Records drawn from a dataset
//! Pan recognizer lifecycle on the hosting view.
//!
//! A picker only receives drags while its recognizer is installed on the
//! host. Installing and removing are idempotent so mount, unmount, scroll
//! toggling and drop can all call them without leaving a dangling
//! recognizer behind.

use std::cell::RefCell;
use std::fmt;
use std::rc::{Rc, Weak};

/// Handle to a recognizer installed on a [`GestureHost`].
#[derive(Clone, Copy, Debug, PartialEq, Eq, Hash)]
pub struct RecognizerId(pub u64);

/// The view a picker is displayed in.
pub trait GestureHost {
    /// Installs a pan recognizer that forwards to the picker.
    fn add_pan_recognizer(&mut self) -> RecognizerId;

    /// Removes a recognizer returned by [`add_pan_recognizer`](Self::add_pan_recognizer).
    fn remove_pan_recognizer(&mut self, id: RecognizerId);
}

/// Weak link from a picker to its host plus the installed recognizer.
#[derive(Default)]
pub struct InputBinding {
    host: Option<Weak<RefCell<dyn GestureHost>>>,
    recognizer: Option<RecognizerId>,
}

impl InputBinding {
    pub fn new() -> Self {
        Self::default()
    }

    /// Binds to `host`, detaching from any previous host first.
    pub fn mount<H: GestureHost + 'static>(&mut self, host: &Rc<RefCell<H>>) {
        if !self.detach() {
            log::warn!("remounting while the previous gesture host is busy");
            self.recognizer = None;
        }
        let host: Rc<RefCell<dyn GestureHost>> = host.clone();
        self.host = Some(Rc::downgrade(&host));
    }

    /// Detaches and forgets the host.
    ///
    /// A host that is busy keeps the binding so a later `unmount` can
    /// still remove the recognizer.
    pub fn unmount(&mut self) {
        if self.detach() {
            self.host = None;
        }
    }

    pub fn is_mounted(&self) -> bool {
        self.host().is_some()
    }

    pub fn is_attached(&self) -> bool {
        self.recognizer.is_some()
    }

    pub fn recognizer(&self) -> Option<RecognizerId> {
        self.recognizer
    }

    /// Installs the recognizer if it is not installed yet.
    ///
    /// Returns whether a recognizer is installed afterwards; without a live
    /// host nothing can be installed.
    pub fn attach(&mut self) -> bool {
        if self.recognizer.is_some() {
            return true;
        }
        let Some(host) = self.host() else {
            return false;
        };
        let id = host.borrow_mut().add_pan_recognizer();
        log::debug!("attached pan recognizer {id:?}");
        self.recognizer = Some(id);
        true
    }

    /// Removes the recognizer if one is installed.
    ///
    /// Returns whether no recognizer is left installed. When the host is
    /// borrowed elsewhere the recognizer is kept and the next call retries.
    pub fn detach(&mut self) -> bool {
        let Some(id) = self.recognizer else {
            return true;
        };
        let Some(host) = self.host() else {
            // The view is gone and took its recognizers with it.
            self.recognizer = None;
            return true;
        };
        let removed = match host.try_borrow_mut() {
            Ok(mut host) => {
                host.remove_pan_recognizer(id);
                true
            }
            Err(_) => false,
        };
        if removed {
            log::debug!("detached pan recognizer {id:?}");
            self.recognizer = None;
        } else {
            log::warn!("gesture host busy, pan recognizer {id:?} still installed");
        }
        removed
    }

    fn host(&self) -> Option<Rc<RefCell<dyn GestureHost>>> {
        self.host.as_ref().and_then(Weak::upgrade)
    }
}

impl fmt::Debug for InputBinding {
    fn fmt(&self, f: &mut fmt::Formatter<'_>) -> fmt::Result {
        f.debug_struct("InputBinding")
            .field("mounted", &self.is_mounted())
            .field("recognizer", &self.recognizer)
            .finish()
    }
}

Work instruction — What lines of the data include the word "picker"? Copy each of them.

Your solution —
//! A picker only receives drags while its recognizer is installed on the
/// The view a picker is displayed in.
    /// Installs a pan recognizer that forwards to the picker.
/// Weak link from a picker to its host plus the installed recognizer.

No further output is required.